[EXCERPTED RECORDS Boundary: Start]

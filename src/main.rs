use clap::Parser;
use snafu::ErrorCompat;

mod args;
mod explorer;

fn main() {
    let args = args::Args::parse();

    let mut builder = env_logger::Builder::from_default_env();
    if args.verbose {
        builder.filter_level(log::LevelFilter::Debug);
    }
    builder.init();

    if let Err(e) = explorer::run_explorer(&args) {
        eprintln!("An error occured {}", e);
        if let Some(bt) = ErrorCompat::backtrace(&e) {
            eprintln!("trace: {}", bt);
        }
        std::process::exit(1);
    }
}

[EXCERPTED RECORDS Boundary: End]

# INSTRUCTIONS TO FOLLOW
I need all of the records above retyped exactly, please.

# WRITTEN RESPONSE
filename src/main.rs
use clap::Parser;
use snafu::ErrorCompat;

mod args;
mod explorer;

fn main() {
    let args = args::Args::parse();

    let mut builder = env_logger::Builder::from_default_env();
    if args.verbose {
        builder.filter_level(log::LevelFilter::Debug);
    }
    builder.init();

    if let Err(e) = explorer::run_explorer(&args) {
        eprintln!("An error occured {}", e);
        if let Some(bt) = ErrorCompat::backtrace(&e) {
            eprintln!("trace: {}", bt);
        }
        std::process::exit(1);
    }
}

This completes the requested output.